Localized Query Attack Toward Transformer-Based Visible Object Detectors

Transformer-based detectors have demonstrated exceptional accuracy in visible-object detection tasks. However, adversarial patches, specific types of adversarial examples, can disrupt these detectors by introducing unrestricted perturbations into specific image regions. Traditional methodologies focus on placing patches directly on objects and increasing attention scores between the patch and all areas of the image to impair detector performance. Nevertheless, these approaches are suboptimal due to significant discrepancies between background and object features, which contradict optimization objectives. Moreover, they overlook the impact of cross-attention mechanisms on detection results.

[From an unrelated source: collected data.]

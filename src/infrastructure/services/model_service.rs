//! Model service - account-scoped model persistence over the store

use std::sync::Arc;

use async_trait::async_trait;
use serde_json::Value;
use tracing::{error, info};

use crate::domain::{
    make_model_template, models_index, validate_account, validate_machine_name, DomainError,
    IndexResult, Model, ModelRepository, ModelResult, ReadIdPolicy, SearchResults,
};
use crate::infrastructure::elastic::{send_template, ElasticClient};

/// Model service settings, fixed at construction
#[derive(Debug, Clone, Default, PartialEq)]
pub struct ModelServiceConfig {
    pub read_id_policy: ReadIdPolicy,
}

/// Model service backed by an Elasticsearch-compatible store
pub struct ModelService {
    client: Arc<dyn ElasticClient>,
    config: ModelServiceConfig,
}

impl std::fmt::Debug for ModelService {
    fn fmt(&self, f: &mut std::fmt::Formatter<'_>) -> std::fmt::Result {
        f.debug_struct("ModelService")
            .field("config", &self.config)
            .finish_non_exhaustive()
    }
}

impl ModelService {
    /// Create a new ModelService with the given client and settings
    pub fn new(client: Arc<dyn ElasticClient>, config: ModelServiceConfig) -> Self {
        Self { client, config }
    }

    pub fn config(&self) -> &ModelServiceConfig {
        &self.config
    }

    fn document_path(account: &str, id: &str) -> String {
        format!("{}/_doc/{}", models_index(account), id)
    }

    /// Synthesize the account template for `model` and upload it
    async fn sync_mapping(&self, account: &str, model: &Model) -> Result<(), DomainError> {
        let template = make_model_template(account, model);

        let response = send_template(self.client.as_ref(), &template)
            .await
            .map_err(|e| DomainError::mapping(format!("Failed to send template: {}", e)))?;

        if !response.is_success() {
            return Err(DomainError::mapping(format!(
                "Store rejected template '{}' with HTTP {}",
                template.name, response.status
            )));
        }

        Ok(())
    }
}

fn check_segments(account: &str, id: &str) -> Result<(), DomainError> {
    validate_account(account).map_err(|e| DomainError::validation(e.to_string()))?;
    validate_machine_name(id).map_err(|e| DomainError::validation(e.to_string()))
}

#[async_trait]
impl ModelRepository for ModelService {
    async fn get_model(&self, account: &str, id: &str) -> Result<ModelResult, DomainError> {
        let id = self.config.read_id_policy.apply(id);
        check_segments(account, &id)?;

        let response = self
            .client
            .get(&Self::document_path(account, &id))
            .await
            .inspect_err(|e| error!(error = %e, account, id = %id, "EsError"))?;

        if response.is_client_error() {
            return Err(DomainError::not_found(format!("Model {} not found.", id)));
        }

        if !response.is_success() {
            return Err(DomainError::store_with_body(
                response.status,
                "Es returned a non 200",
                response.json_value(),
            ));
        }

        response.json()
    }

    async fn upsert_model(
        &self,
        account: &str,
        mut model: Model,
    ) -> Result<IndexResult, DomainError> {
        model.normalize_machine_name();
        check_segments(account, model.machine_name())?;

        info!(
            account,
            machine_name = model.machine_name(),
            "Upsert model record"
        );

        self.sync_mapping(account, &model)
            .await
            .inspect_err(|e| error!(error = %e, account, "Template sync failed"))?;

        let body = serde_json::to_value(&model)?;
        let response = self
            .client
            .put_json(&Self::document_path(account, model.machine_name()), &body)
            .await?;

        if !response.is_success() {
            error!(status = response.status, "Es returned a non 200");
            return Err(DomainError::store_with_body(
                response.status,
                "Es returned a non 200",
                response.json_value(),
            ));
        }

        response.json()
    }

    async fn search_models(
        &self,
        account: &str,
        query: &Value,
    ) -> Result<SearchResults, DomainError> {
        validate_account(account).map_err(|e| DomainError::validation(e.to_string()))?;

        let response = self
            .client
            .post_json(&format!("{}/_search", models_index(account)), query)
            .await?;

        Ok(SearchResults {
            status: response.status,
            body: response.json_value(),
        })
    }
}
//! Model entity and store envelopes

use serde::{Deserialize, Serialize};
use serde_json::{Map, Value};

/// Type model: a tenant-owned schema definition.
///
/// A model's fields are themselves models, so a definition forms a tree.
/// Only `machine_name` is required on the wire.
#[derive(Debug, Clone, PartialEq, Serialize, Deserialize)]
pub struct Model {
    /// Identifier unique within an account
    machine_name: String,

    #[serde(default, skip_serializing_if = "String::is_empty")]
    display_name: String,

    #[serde(default, skip_serializing_if = "Option::is_none")]
    description: Option<String>,

    /// Store field type used when this model is a field of another model
    #[serde(default, skip_serializing_if = "Option::is_none")]
    type_class: Option<String>,

    /// Store format hint, e.g. a date pattern
    #[serde(default, skip_serializing_if = "Option::is_none")]
    format: Option<String>,

    /// Indexing hint; `Some(false)` stores the field without indexing it
    #[serde(default, skip_serializing_if = "Option::is_none")]
    index: Option<bool>,

    #[serde(default, skip_serializing_if = "Vec::is_empty")]
    fields: Vec<Model>,

    #[serde(default, skip_serializing_if = "Map::is_empty")]
    metadata: Map<String, Value>,
}

impl Model {
    pub fn new(machine_name: impl Into<String>) -> Self {
        Self {
            machine_name: machine_name.into(),
            display_name: String::new(),
            description: None,
            type_class: None,
            format: None,
            index: None,
            fields: Vec::new(),
            metadata: Map::new(),
        }
    }

    /// Create a field definition of the given store type
    pub fn field(machine_name: impl Into<String>, type_class: impl Into<String>) -> Self {
        Self::new(machine_name).with_type_class(type_class)
    }

    pub fn with_display_name(mut self, display_name: impl Into<String>) -> Self {
        self.display_name = display_name.into();
        self
    }

    pub fn with_description(mut self, description: impl Into<String>) -> Self {
        self.description = Some(description.into());
        self
    }

    pub fn with_type_class(mut self, type_class: impl Into<String>) -> Self {
        self.type_class = Some(type_class.into());
        self
    }

    pub fn with_format(mut self, format: impl Into<String>) -> Self {
        self.format = Some(format.into());
        self
    }

    pub fn with_index(mut self, index: bool) -> Self {
        self.index = Some(index);
        self
    }

    pub fn with_field(mut self, field: Model) -> Self {
        self.fields.push(field);
        self
    }

    pub fn with_fields(mut self, fields: Vec<Model>) -> Self {
        self.fields = fields;
        self
    }

    pub fn with_metadata(mut self, key: impl Into<String>, value: Value) -> Self {
        self.metadata.insert(key.into(), value);
        self
    }

    // Getters

    pub fn machine_name(&self) -> &str {
        &self.machine_name
    }

    pub fn display_name(&self) -> &str {
        &self.display_name
    }

    pub fn description(&self) -> Option<&str> {
        self.description.as_deref()
    }

    pub fn type_class(&self) -> Option<&str> {
        self.type_class.as_deref()
    }

    pub fn format(&self) -> Option<&str> {
        self.format.as_deref()
    }

    pub fn index(&self) -> Option<bool> {
        self.index
    }

    pub fn fields(&self) -> &[Model] {
        &self.fields
    }

    pub fn metadata(&self) -> &Map<String, Value> {
        &self.metadata
    }

    /// Lowercase the top-level machine name. Nested field names are untouched.
    pub fn normalize_machine_name(&mut self) {
        self.machine_name = self.machine_name.to_lowercase();
    }
}

/// Read envelope returned by the store for a single model document
#[derive(Debug, Clone, PartialEq, Serialize, Deserialize)]
pub struct ModelResult {
    #[serde(rename = "_index", default)]
    pub index: String,

    #[serde(rename = "_type", default, skip_serializing_if = "Option::is_none")]
    pub doc_type: Option<String>,

    #[serde(rename = "_id", default)]
    pub id: String,

    #[serde(rename = "_version", default, skip_serializing_if = "Option::is_none")]
    pub version: Option<u64>,

    #[serde(rename = "_seq_no", default, skip_serializing_if = "Option::is_none")]
    pub seq_no: Option<u64>,

    #[serde(rename = "_primary_term", default, skip_serializing_if = "Option::is_none")]
    pub primary_term: Option<u64>,

    #[serde(default)]
    pub found: bool,

    #[serde(rename = "_source")]
    pub source: Model,
}

/// Shard summary attached to store write results
#[derive(Debug, Clone, Default, PartialEq, Serialize, Deserialize)]
pub struct ShardInfo {
    #[serde(default)]
    pub total: u32,
    #[serde(default)]
    pub successful: u32,
    #[serde(default)]
    pub failed: u32,
}

/// Write envelope returned by the store for a document PUT
#[derive(Debug, Clone, Default, PartialEq, Serialize, Deserialize)]
pub struct IndexResult {
    #[serde(rename = "_index", default)]
    pub index: String,

    #[serde(rename = "_type", default, skip_serializing_if = "Option::is_none")]
    pub doc_type: Option<String>,

    #[serde(rename = "_id", default)]
    pub id: String,

    #[serde(rename = "_version", default, skip_serializing_if = "Option::is_none")]
    pub version: Option<u64>,

    /// `created` or `updated`
    #[serde(default)]
    pub result: String,

    #[serde(rename = "_shards", default)]
    pub shards: ShardInfo,

    #[serde(rename = "_seq_no", default, skip_serializing_if = "Option::is_none")]
    pub seq_no: Option<u64>,

    #[serde(rename = "_primary_term", default, skip_serializing_if = "Option::is_none")]
    pub primary_term: Option<u64>,
}

#[cfg(test)]
mod tests {
    use super::*;
    use serde_json::json;

    #[test]
    fn test_model_builder() {
        let model = Model::new("Customer")
            .with_display_name("Customer")
            .with_description("A paying customer")
            .with_field(Model::field("name", "text"))
            .with_field(Model::field("age", "integer").with_index(false))
            .with_metadata("owner", json!("sales"));

        assert_eq!(model.machine_name(), "Customer");
        assert_eq!(model.display_name(), "Customer");
        assert_eq!(model.description(), Some("A paying customer"));
        assert_eq!(model.fields().len(), 2);
        assert_eq!(model.fields()[0].type_class(), Some("text"));
        assert_eq!(model.fields()[1].index(), Some(false));
        assert_eq!(model.metadata().get("owner"), Some(&json!("sales")));
    }

    #[test]
    fn test_normalize_only_touches_top_level() {
        let mut model = Model::new("Customer").with_field(Model::field("FirstName", "text"));
        model.normalize_machine_name();

        assert_eq!(model.machine_name(), "customer");
        assert_eq!(model.fields()[0].machine_name(), "FirstName");
    }

    #[test]
    fn test_model_deserialize_minimal() {
        let model: Model = serde_json::from_value(json!({"machine_name": "device"})).unwrap();

        assert_eq!(model.machine_name(), "device");
        assert!(model.fields().is_empty());
        assert!(model.metadata().is_empty());
    }

    #[test]
    fn test_model_serialization_skips_empty() {
        let json = serde_json::to_value(Model::new("device")).unwrap();
        assert_eq!(json, json!({"machine_name": "device"}));
    }

    #[test]
    fn test_model_result_from_store_envelope() {
        let body = json!({
            "_index": "acme-models",
            "_type": "_doc",
            "_id": "customer",
            "_version": 3,
            "_seq_no": 7,
            "_primary_term": 1,
            "found": true,
            "_source": {
                "machine_name": "customer",
                "fields": [{"machine_name": "name", "type_class": "text"}]
            }
        });

        let result: ModelResult = serde_json::from_value(body).unwrap();

        assert_eq!(result.index, "acme-models");
        assert_eq!(result.id, "customer");
        assert_eq!(result.version, Some(3));
        assert!(result.found);
        assert_eq!(result.source.machine_name(), "customer");
        assert_eq!(result.source.fields()[0].type_class(), Some("text"));
    }

    #[test]
    fn test_index_result_from_store_envelope() {
        let body = json!({
            "_index": "acme-models",
            "_id": "customer",
            "_version": 1,
            "result": "created",
            "_shards": {"total": 2, "successful": 1, "failed": 0},
            "_seq_no": 0,
            "_primary_term": 1
        });

        let result: IndexResult = serde_json::from_value(body).unwrap();

        assert_eq!(result.result, "created");
        assert_eq!(result.shards.successful, 1);
        assert_eq!(result.doc_type, None);
    }
}
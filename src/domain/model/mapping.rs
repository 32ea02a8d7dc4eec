//! Index template synthesis
//!
//! Derives store mappings from model field definitions. Everything here is
//! pure: the same model always yields the same template body, and the body
//! is uploaded with full-replace semantics.

use serde::Serialize;
use serde_json::{json, Map, Value};

use super::Model;

/// Suffix appended to an account to form its models index
pub const MODELS_INDEX_SUFFIX: &str = "models";

/// Name of the baseline template covering every account's models index
pub const MODELS_TEMPLATE_NAME: &str = "models";

/// Field type used when a field has no or an unknown type class
pub const DEFAULT_FIELD_TYPE: &str = "keyword";

/// Store types passed through as `{"type": <type_class>}`
const SCALAR_TYPES: &[&str] = &[
    "keyword",
    "integer",
    "long",
    "short",
    "byte",
    "double",
    "float",
    "half_float",
    "scaled_float",
    "boolean",
    "ip",
    "geo_point",
    "binary",
];

/// Model document keys mapped by the baseline template. Account templates
/// never redefine them.
pub const DOCUMENT_PROPERTIES: &[&str] = &[
    "machine_name",
    "display_name",
    "description",
    "type_class",
    "format",
    "index",
    "fields",
    "metadata",
];

/// Index template document addressed by name
#[derive(Debug, Clone, PartialEq, Serialize)]
pub struct IndexTemplate {
    pub name: String,
    pub body: Value,
}

impl IndexTemplate {
    /// Store path for a full-replace upload of this template
    pub fn path(&self) -> String {
        format!("_template/{}", self.name)
    }
}

/// Models index for an account, e.g. `acme-models`
pub fn models_index(account: &str) -> String {
    format!("{}-{}", account, MODELS_INDEX_SUFFIX)
}

/// Baseline template describing the shape of model documents themselves
pub fn models_template() -> IndexTemplate {
    IndexTemplate {
        name: MODELS_TEMPLATE_NAME.to_string(),
        body: json!({
            "index_patterns": [format!("*-{}", MODELS_INDEX_SUFFIX)],
            "order": 0,
            "settings": {
                "number_of_shards": 1,
                "number_of_replicas": 0
            },
            "mappings": {
                "properties": {
                    "machine_name": {"type": "keyword"},
                    "display_name": {"type": "text"},
                    "description": {"type": "text"},
                    "type_class": {"type": "keyword"},
                    "format": {"type": "keyword"},
                    "index": {"type": "boolean"},
                    "fields": {"type": "object", "enabled": false},
                    "metadata": {"type": "object", "enabled": false}
                }
            }
        }),
    }
}

/// Template for an account's models index derived from `model`'s fields.
///
/// Regenerated on every write; the previous template for the account is
/// replaced, not merged. Top-level fields named like a model document key
/// (see [`DOCUMENT_PROPERTIES`]) are left out so the baseline mapping for
/// that key stays in force.
pub fn make_model_template(account: &str, model: &Model) -> IndexTemplate {
    let index = models_index(account);
    let fields: Vec<Model> = model
        .fields()
        .iter()
        .filter(|field| !DOCUMENT_PROPERTIES.contains(&field.machine_name()))
        .cloned()
        .collect();

    IndexTemplate {
        name: index.clone(),
        body: json!({
            "index_patterns": [format!("{}*", index)],
            "order": 1,
            "mappings": {
                "properties": make_properties(&fields)
            }
        }),
    }
}

/// Map each field definition to a store property, keyed by machine name
pub fn make_properties(fields: &[Model]) -> Value {
    let mut properties = Map::new();

    for field in fields {
        properties.insert(field.machine_name().to_string(), make_property(field));
    }

    Value::Object(properties)
}

fn make_property(field: &Model) -> Value {
    let type_class = field
        .type_class()
        .map(|t| t.trim().to_lowercase())
        .unwrap_or_default();

    let mut property = Map::new();

    match type_class.as_str() {
        "text" => {
            property.insert("type".into(), json!("text"));
            property.insert(
                "fields".into(),
                json!({"keyword": {"type": "keyword", "ignore_above": 256}}),
            );
        }
        "date" => {
            property.insert("type".into(), json!("date"));
            if let Some(format) = field.format() {
                property.insert("format".into(), json!(format));
            }
        }
        "object" | "nested" => {
            property.insert("type".into(), json!(type_class));
            property.insert("properties".into(), make_properties(field.fields()));
        }
        t if SCALAR_TYPES.contains(&t) => {
            property.insert("type".into(), json!(t));
        }
        _ => {
            property.insert("type".into(), json!(DEFAULT_FIELD_TYPE));
        }
    }

    if field.index() == Some(false) {
        property.insert("index".into(), json!(false));
    }

    Value::Object(property)
}

#[cfg(test)]
mod tests {
    use super::*;

    fn customer() -> Model {
        Model::new("customer")
            .with_field(Model::field("name", "text"))
            .with_field(Model::field("age", "integer"))
            .with_field(Model::field("joined", "date").with_format("yyyy-MM-dd"))
            .with_field(
                Model::field("address", "object")
                    .with_field(Model::field("city", "keyword"))
                    .with_field(Model::field("location", "geo_point")),
            )
    }

    #[test]
    fn test_models_index() {
        assert_eq!(models_index("acme"), "acme-models");
    }

    #[test]
    fn test_template_is_scoped_to_account() {
        let template = make_model_template("acme", &customer());

        assert_eq!(template.name, "acme-models");
        assert_eq!(template.path(), "_template/acme-models");
        assert_eq!(template.body["index_patterns"], json!(["acme-models*"]));
        assert_eq!(template.body["order"], json!(1));
    }

    #[test]
    fn test_field_type_mapping() {
        let template = make_model_template("acme", &customer());
        let props = &template.body["mappings"]["properties"];

        assert_eq!(props["name"]["type"], json!("text"));
        assert_eq!(
            props["name"]["fields"]["keyword"],
            json!({"type": "keyword", "ignore_above": 256})
        );
        assert_eq!(props["age"], json!({"type": "integer"}));
        assert_eq!(props["joined"], json!({"type": "date", "format": "yyyy-MM-dd"}));
        assert_eq!(props["address"]["type"], json!("object"));
        assert_eq!(
            props["address"]["properties"]["city"],
            json!({"type": "keyword"})
        );
        assert_eq!(
            props["address"]["properties"]["location"],
            json!({"type": "geo_point"})
        );
    }

    #[test]
    fn test_unknown_and_missing_types_fall_back_to_keyword() {
        let model = Model::new("thing")
            .with_field(Model::field("weird", "hologram"))
            .with_field(Model::new("untyped"));

        let props = make_properties(model.fields());

        assert_eq!(props["weird"], json!({"type": "keyword"}));
        assert_eq!(props["untyped"], json!({"type": "keyword"}));
    }

    #[test]
    fn test_type_class_is_case_insensitive() {
        let props = make_properties(&[Model::field("flag", " Boolean ")]);
        assert_eq!(props["flag"], json!({"type": "boolean"}));
    }

    #[test]
    fn test_index_hint() {
        let props = make_properties(&[Model::field("blob", "binary").with_index(false)]);
        assert_eq!(props["blob"], json!({"type": "binary", "index": false}));
    }

    #[test]
    fn test_nested_without_fields_has_empty_properties() {
        let props = make_properties(&[Model::field("tags", "nested")]);
        assert_eq!(props["tags"], json!({"type": "nested", "properties": {}}));
    }

    #[test]
    fn test_synthesis_is_deterministic() {
        let first = make_model_template("acme", &customer());
        let second = make_model_template("acme", &customer());

        assert_eq!(first, second);
        assert_eq!(
            serde_json::to_string(&first.body).unwrap(),
            serde_json::to_string(&second.body).unwrap()
        );
    }

    #[test]
    fn test_template_reflects_only_current_fields() {
        let v1 = Model::new("customer").with_field(Model::field("legacy", "keyword"));
        let v2 = Model::new("customer").with_field(Model::field("name", "text"));

        let template = make_model_template("acme", &v2);
        let props = &template.body["mappings"]["properties"];

        assert!(make_model_template("acme", &v1).body["mappings"]["properties"]
            .get("legacy")
            .is_some());
        assert!(props.get("legacy").is_none());
        assert!(props.get("name").is_some());
    }

    #[test]
    fn test_document_keys_are_not_redefined() {
        let model = Model::new("customer")
            .with_field(Model::field("description", "integer"))
            .with_field(Model::field("fields", "keyword"))
            .with_field(Model::field("name", "text"))
            .with_field(
                Model::field("address", "object").with_field(Model::field("description", "text")),
            );

        let template = make_model_template("acme", &model);
        let props = &template.body["mappings"]["properties"];

        assert!(props.get("description").is_none());
        assert!(props.get("fields").is_none());
        assert!(props.get("name").is_some());
        assert_eq!(
            props["address"]["properties"]["description"]["type"],
            json!("text")
        );
    }

    #[test]
    fn test_document_properties_match_baseline() {
        let baseline = models_template();
        let mut keys: Vec<&str> = baseline.body["mappings"]["properties"]
            .as_object()
            .unwrap()
            .keys()
            .map(String::as_str)
            .collect();
        let mut expected = DOCUMENT_PROPERTIES.to_vec();
        keys.sort_unstable();
        expected.sort_unstable();

        assert_eq!(keys, expected);
    }

    #[test]
    fn test_models_template() {
        let template = models_template();

        assert_eq!(template.name, "models");
        assert_eq!(template.path(), "_template/models");
        assert_eq!(template.body["index_patterns"], json!(["*-models"]));
        assert_eq!(
            template.body["mappings"]["properties"]["machine_name"],
            json!({"type": "keyword"})
        );
    }
}
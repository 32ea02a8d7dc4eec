//! API request/response types

pub mod ack;
pub mod error;
pub mod json;

pub use ack::{Ack, AckContext};
pub use error::ApiError;
pub use json::Json;
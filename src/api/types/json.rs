//! JSON extractor that rejects with the acknowledgement envelope

use axum::{
    extract::{FromRequest, Request},
    http::StatusCode,
    response::{IntoResponse, Response},
    Json as AxumJson,
};
use serde::de::DeserializeOwned;

use super::ack::AckContext;
use super::error::ApiError;

/// Wrapper around `axum::Json` whose rejections are `ApiError`s
#[derive(Debug, Clone, Copy, Default)]
pub struct Json<T>(pub T);

impl<T> Json<T> {
    /// Consume the extractor and return the inner value
    pub fn into_inner(self) -> T {
        self.0
    }
}

impl<T> std::ops::Deref for Json<T> {
    type Target = T;

    fn deref(&self) -> &Self::Target {
        &self.0
    }
}

impl<S, T> FromRequest<S> for Json<T>
where
    T: DeserializeOwned,
    S: Send + Sync,
{
    type Rejection = ApiError;

    async fn from_request(req: Request, state: &S) -> Result<Self, Self::Rejection> {
        let context = AckContext {
            req_uuid: req
                .headers()
                .get("x-request-id")
                .and_then(|v| v.to_str().ok())
                .map(|s| s.to_string()),
            location: req.uri().path().to_string(),
        };

        match AxumJson::<T>::from_request(req, state).await {
            Ok(AxumJson(value)) => Ok(Json(value)),
            Err(rejection) => {
                let message = format_rejection_message(&rejection);

                Err(ApiError::new(rejection_status(&rejection), "JsonParseError", message)
                    .with_context(&context))
            }
        }
    }
}

/// Bodies that parse badly or do not fit the target type are bad requests
fn rejection_status(rejection: &axum::extract::rejection::JsonRejection) -> StatusCode {
    use axum::extract::rejection::JsonRejection::*;

    match rejection {
        JsonDataError(_) | JsonSyntaxError(_) => StatusCode::BAD_REQUEST,
        other => other.status(),
    }
}

/// Format the rejection message to be more user-friendly
fn format_rejection_message(rejection: &axum::extract::rejection::JsonRejection) -> String {
    use axum::extract::rejection::JsonRejection::*;

    match rejection {
        JsonDataError(err) => format!("Invalid JSON data: {}", err.body_text()),
        JsonSyntaxError(err) => format!("Invalid JSON syntax: {}", err.body_text()),
        MissingJsonContentType(_) => {
            "Missing Content-Type header. Expected 'application/json'.".to_string()
        }
        BytesRejection(err) => format!("Failed to read request body: {}", err.body_text()),
        _ => "Invalid JSON request".to_string(),
    }
}

impl<T> IntoResponse for Json<T>
where
    T: serde::Serialize,
{
    fn into_response(self) -> Response {
        AxumJson(self.0).into_response()
    }
}

#[cfg(test)]
mod tests {
    use super::*;
    use axum::body::Body;
    use axum::http::header;
    use serde::Deserialize;

    #[derive(Debug, Deserialize)]
    struct Named {
        name: String,
    }

    fn request(content_type: Option<&str>, body: &'static str) -> Request {
        let mut builder = axum::http::Request::builder().uri("/model/acme").method("POST");
        if let Some(ct) = content_type {
            builder = builder.header(header::CONTENT_TYPE, ct);
        }
        builder.body(Body::from(body)).unwrap()
    }

    #[tokio::test]
    async fn test_valid_body() {
        let json = Json::<Named>::from_request(
            request(Some("application/json"), r#"{"name":"customer"}"#),
            &(),
        )
        .await
        .unwrap();

        assert_eq!(json.name, "customer");
        assert_eq!(json.into_inner().name, "customer");
    }

    #[tokio::test]
    async fn test_syntax_error_is_bad_request() {
        let err = Json::<Named>::from_request(request(Some("application/json"), "{"), &())
            .await
            .unwrap_err();

        assert_eq!(err.status, StatusCode::BAD_REQUEST);
        assert_eq!(err.code, "JsonParseError");
        assert!(err.message.starts_with("Invalid JSON syntax"));
    }

    #[tokio::test]
    async fn test_missing_content_type() {
        let err = Json::<Named>::from_request(request(None, r#"{"name":"x"}"#), &())
            .await
            .unwrap_err();

        assert_eq!(err.status, StatusCode::UNSUPPORTED_MEDIA_TYPE);
    }

    #[tokio::test]
    async fn test_data_error_is_bad_request() {
        let err = Json::<Named>::from_request(request(Some("application/json"), "{}"), &())
            .await
            .unwrap_err();

        assert_eq!(err.status, StatusCode::BAD_REQUEST);
        assert!(err.message.starts_with("Invalid JSON data"));
    }
}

To address these limitations, we introduce a novel approach named Localized Query Attack (LQA), designed to interfere with both self-attention within the encoder and cross-attention in the decoder. Unlike conventional global interference methods, LQA targets object features specifically, enhancing self-attention interactions between the adversarial patch and foreground regions to redirect model focus toward the patch. In the context of decoder cross-attention, we compute the joint attention matrix connecting encoder outputs with object queries. By diminishing the influence of encoder outputs and residual components in this matrix, we amplify the relative importance of the adversarial patch, thereby intensifying the attack’s effectiveness. Our experiments show that LQA achieves an approximately 20% improvement in transfer attack performance compared to the second-best method across various transformer-based detectors. The practical efficacy of LQA is further substantiated through real-world scenario validations, underscoring its applicability.